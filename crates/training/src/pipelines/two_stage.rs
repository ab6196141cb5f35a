//! Coarse-to-fine pose transfer on top of a trained single-stage model.
//!
//! Stage 1 (`netT_s1`) is rebuilt from the `train_opt.json` of the run named
//! by `two_stage.stage_1_id` and starts from that run's `latest_net_netT`.

use candle_core::{DType, Device, Tensor};
use candle_nn::VarMap;
use layers::{init, InitKind};
use model::{
    patch::extract_patches,
    pose::AppearanceType,
    two_stage::TwoStageOutput,
    PoseType, TwoStageConfig, TwoStageGenerator, Vgg19,
};

use super::{
    build_groups,
    common::{
        appearance_of, backward_and_step, build_generator, generator_config, image_errors,
        load_vgg, pose_of, reconstruction_terms, scalar, sides, Adversary, LossSum, Result,
    },
    ExecutionPlan, Pipeline, TrainableGroup,
};
use crate::{
    checkpoint::CheckpointStore,
    config::PreservedOptions,
    data::Batch,
    metrics::Errors,
    visualization::{Visual, VisualKind},
    TrainingConfig, TrainingError,
};

pub struct TwoStagePipeline {
    plan: ExecutionPlan,
    /// Encodings stage 1 was trained with.
    pose: PoseType,
    appearance: AppearanceType,
    supervised: bool,
    d_cond: bool,
    test_mode: bool,
    stage_1_store: CheckpointStore,
    generator: TwoStageGenerator,
    adversary: Option<Adversary>,
    vgg: Option<Vgg19>,
    groups: Vec<TrainableGroup>,
}

impl TwoStagePipeline {
    pub fn new(config: &TrainingConfig, plan: ExecutionPlan, device: &Device) -> Result<Self> {
        let store =
            CheckpointStore::resolve(&config.runtime.checkpoints_dir, &config.two_stage.stage_1_id);
        let stage_1_config = TrainingConfig::from_train_opt(
            store.options_path(),
            PreservedOptions {
                devices: config.runtime.devices.clone(),
                batch_size: config.data.batch_size,
                is_train: false,
            },
        )?;
        let s1 = &stage_1_config.pose_transfer;
        let pose = s1.pose()?;
        let appearance = s1.appearance()?;
        let s1_generator = generator_config(
            &stage_1_config,
            appearance.dim() + pose.dim(),
            3,
            s1.t_nf,
            s1.t_nblocks,
        )?;
        let stage_1 = build_generator("netT_s1", &s1.which_model_t, &s1_generator, device)?;
        log::info!(
            "stage 1 from {}: {} ({} -> {})",
            store.dir().display(),
            s1.which_model_t,
            appearance.as_str(),
            pose
        );

        let opt = &config.two_stage;
        let two_stage = TwoStageConfig {
            patch_indices: opt.patch_indices.clone(),
            patch_size: opt.patch_size,
            local_nof: opt.s2e_nof,
            local_nf: opt.s2e_nf,
            local_max_nf: opt.s2e_max_nf,
            decoder: opt.which_model_s2d.clone(),
            decoder_config: generator_config(config, 3 + opt.s2e_nof, 3, opt.s2d_nf, opt.s2d_nblocks)?,
            train_stage_1: opt.train_s1,
        };
        let generator = TwoStageGenerator::new(two_stage, stage_1, DType::F32, device)?;

        let adversary = if plan.discriminator_step {
            let cond_nc = if config.gan.d_cond { pose.dim() } else { 0 };
            Some(Adversary::new(config, 3 + cond_nc, device)?)
        } else {
            None
        };
        let vgg = load_vgg(config, device)?;

        let mut networks = generator_networks(&generator);
        if let Some(adversary) = &adversary {
            networks.push(("netD", adversary.network().varmap()));
        }
        let groups = build_groups(&plan, &networks, config)?;
        Ok(Self {
            plan,
            pose,
            appearance,
            supervised: config.pose_transfer.supervised,
            d_cond: config.gan.d_cond,
            test_mode: !config.is_train,
            stage_1_store: store,
            generator,
            adversary,
            vgg,
            groups,
        })
    }

    fn generate(&self, batch: &Batch, train: bool) -> Result<(TwoStageOutput, &'static str)> {
        let (reference, target) = sides(self.supervised, train);
        let appearance = appearance_of(batch, self.appearance, reference)?;
        let pose = pose_of(batch, &self.pose, target)?;
        let input = Tensor::cat(&[appearance, &pose], 1)?;
        let out = self.generator.forward(
            &input,
            batch.get(&format!("img_{reference}"))?,
            batch.get(&format!("joint_c_{reference}"))?,
            batch.get(&format!("joint_{target}"))?,
            train,
        )?;
        Ok((out, target))
    }

    /// Style distance between patches of the output and of the target around
    /// the target joints; missing target joints give blank patches.
    fn patch_style_loss(&self, batch: &Batch, out: &Tensor, side: &str) -> Result<Tensor> {
        let vgg = self
            .vgg
            .as_ref()
            .ok_or_else(|| TrainingError::runtime("patch style loss needs vgg19"))?;
        let config = self.generator.config();
        let (out_patches, tar_patches) = style_patches(
            out,
            batch.get(&format!("img_{side}"))?,
            batch.get(&format!("joint_c_{side}"))?,
            config.patch_size,
            &config.patch_indices,
        )?;
        Ok(vgg.style_loss(&out_patches, &tar_patches)?)
    }

    fn generator_terms(
        &mut self,
        batch: &Batch,
        out: &TwoStageOutput,
        side: &str,
        condition: Option<&Tensor>,
        errors: &mut Errors,
    ) -> Result<LossSum> {
        let target = batch.get(&format!("img_{side}"))?;
        let mut total = LossSum::default();
        reconstruction_terms(&self.plan, self.vgg.as_ref(), &out.img_out, target, &mut total, errors)?;
        if self.plan.uses("patch_style") {
            let loss = self.patch_style_loss(batch, &out.img_out, side)?;
            errors.insert("loss_patch_style", scalar(&loss)?);
            total.add(&loss, self.plan.weight("patch_style"))?;
        }
        if let Some(adversary) = self.adversary.as_mut() {
            let loss_g = adversary.generator_loss(&Adversary::input(&out.img_out, condition)?)?;
            errors.insert("loss_G", scalar(&loss_g)?);
            total.add(&loss_g, self.plan.weight("gan"))?;
        }
        Ok(total)
    }
}

/// Paired patches of `out` and `target` cut at the same target coordinates,
/// stacked joint-major along the batch axis.
fn style_patches(
    out: &Tensor,
    target: &Tensor,
    joint_c_tar: &Tensor,
    patch_size: usize,
    indices: &[usize],
) -> Result<(Tensor, Tensor)> {
    let out_patches = extract_patches(out, joint_c_tar, patch_size, indices)?;
    let tar_patches = extract_patches(target, joint_c_tar, patch_size, indices)?;
    Ok((Tensor::cat(&out_patches, 0)?, Tensor::cat(&tar_patches, 0)?))
}

fn generator_networks(generator: &TwoStageGenerator) -> Vec<(&str, &VarMap)> {
    vec![
        ("netT_s1", generator.stage_1().varmap()),
        ("netT_s2e", generator.encoder().varmap()),
        ("netT_s2d", generator.decoder().varmap()),
    ]
}

impl Pipeline for TwoStagePipeline {
    fn name(&self) -> &'static str {
        "two_stage"
    }

    fn plan(&self) -> &ExecutionPlan {
        &self.plan
    }

    fn networks(&self) -> Vec<(&str, &VarMap)> {
        let mut networks = generator_networks(&self.generator);
        if let Some(adversary) = &self.adversary {
            networks.push(("netD", adversary.network().varmap()));
        }
        networks
    }

    fn groups(&self) -> &[TrainableGroup] {
        &self.groups
    }

    fn groups_mut(&mut self) -> &mut [TrainableGroup] {
        &mut self.groups
    }

    /// Fresh stage 2 networks; stage 1 always starts from its own run.
    fn init_weights(&self, kind: InitKind) -> Result<()> {
        for (name, varmap) in self.networks() {
            if name != "netT_s1" {
                init::init_varmap(varmap, kind)?;
            }
        }
        self.stage_1_store
            .load_network("latest", "netT", self.generator.stage_1().varmap())
    }

    fn train_step(&mut self, batch: &Batch) -> Result<Errors> {
        let (out, side) = self.generate(batch, true)?;
        let target = batch.get(&format!("img_{side}"))?.clone();
        let condition = if self.d_cond {
            Some(pose_of(batch, &self.pose, side)?)
        } else {
            None
        };
        let mut errors = Errors::new();
        image_errors(&mut errors, &out.img_out, &target, false)?;

        let mut loss_d = None;
        if let Some(adversary) = self.adversary.as_mut() {
            let fake = Adversary::input(&out.img_out.detach(), condition.as_ref())?;
            let real = Adversary::input(&target, condition.as_ref())?;
            let loss = adversary.discriminator_loss(&fake, &real)?;
            loss_d = Some(scalar(&loss)?);
            let mut total = LossSum::default();
            total.add(&loss, self.plan.weight("gan"))?;
            backward_and_step(total.into_inner(), &mut self.groups, &["D"])?;
        }

        let total = self.generator_terms(batch, &out, side, condition.as_ref(), &mut errors)?;
        backward_and_step(total.into_inner(), &mut self.groups, &["G", "S1"])?;
        if let Some(loss_d) = loss_d {
            errors.insert("loss_D", loss_d);
        }
        Ok(errors)
    }

    fn evaluate(&mut self, batch: &Batch, compute_loss: bool) -> Result<Errors> {
        let (out, side) = self.generate(batch, false)?;
        let target = batch.get(&format!("img_{side}"))?;
        let mut errors = Errors::new();
        image_errors(&mut errors, &out.img_out, target, self.test_mode)?;
        if compute_loss {
            let mut total = LossSum::default();
            let img_out = out.img_out.detach();
            reconstruction_terms(&self.plan, self.vgg.as_ref(), &img_out, target, &mut total, &mut errors)?;
            if self.plan.uses("patch_style") {
                let loss = self.patch_style_loss(batch, &img_out, side)?;
                errors.insert("loss_patch_style", scalar(&loss)?);
            }
        }
        Ok(errors)
    }

    fn visuals(&mut self, batch: &Batch) -> Result<Vec<Visual>> {
        let (out, side) = self.generate(batch, false)?;
        let img_s1 = out.img_s1.detach();
        let img_out = out.img_out.detach();
        let residual = (&img_out - &img_s1)?;
        Ok(vec![
            Visual::new("img_ref", batch.get("img_1")?.clone(), VisualKind::Rgb),
            Visual::new("joint_tar", batch.get(&format!("joint_{side}"))?.clone(), VisualKind::Pose),
            Visual::new("stickman_tar", batch.get(&format!("stickman_{side}"))?.clone(), VisualKind::Rgb),
            Visual::new("img_tar", batch.get(&format!("img_{side}"))?.clone(), VisualKind::Rgb),
            Visual::new("img_out_s1", img_s1, VisualKind::Rgb),
            Visual::new("img_out", img_out, VisualKind::Rgb),
            Visual::new("img_out_res", residual, VisualKind::Rgb),
        ])
    }

    fn output_images(&mut self, batch: &Batch) -> Result<Option<Tensor>> {
        Ok(Some(self.generate(batch, false)?.0.img_out.detach()))
    }
}

#[cfg(test)]
mod tests {
    use super::*;

    #[test]
    fn style_patches_follow_target_joints() -> Result<()> {
        let device = Device::Cpu;
        let out = Tensor::ones((2, 3, 16, 16), DType::F32, &device)?;
        let target = out.affine(2.0, 0.0)?;
        // Sample 0 has both joints, sample 1 lacks joint 1 on the target.
        let joint_c_tar = Tensor::from_slice(
            &[4f32, 4.0, 8.0, 8.0, 6.0, 6.0, -1.0, -1.0],
            (2, 2, 2),
            &device,
        )?;
        let (out_patches, tar_patches) = style_patches(&out, &target, &joint_c_tar, 4, &[0, 1])?;
        assert_eq!(out_patches.dims(), &[4, 3, 4, 4]);
        assert_eq!(tar_patches.dims(), &[4, 3, 4, 4]);

        let sums = out_patches.sum((1, 2, 3))?.to_vec1::<f32>()?;
        assert_eq!(sums, vec![48.0, 48.0, 48.0, 0.0]);
        let sums = tar_patches.sum((1, 2, 3))?.to_vec1::<f32>()?;
        assert_eq!(sums, vec![96.0, 96.0, 96.0, 0.0]);
        Ok(())
    }
}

***

Show each line of the records above containing "PoseType".

FINAL ANSWER:
    PoseType, TwoStageConfig, TwoStageGenerator, Vgg19,
    pose: PoseType,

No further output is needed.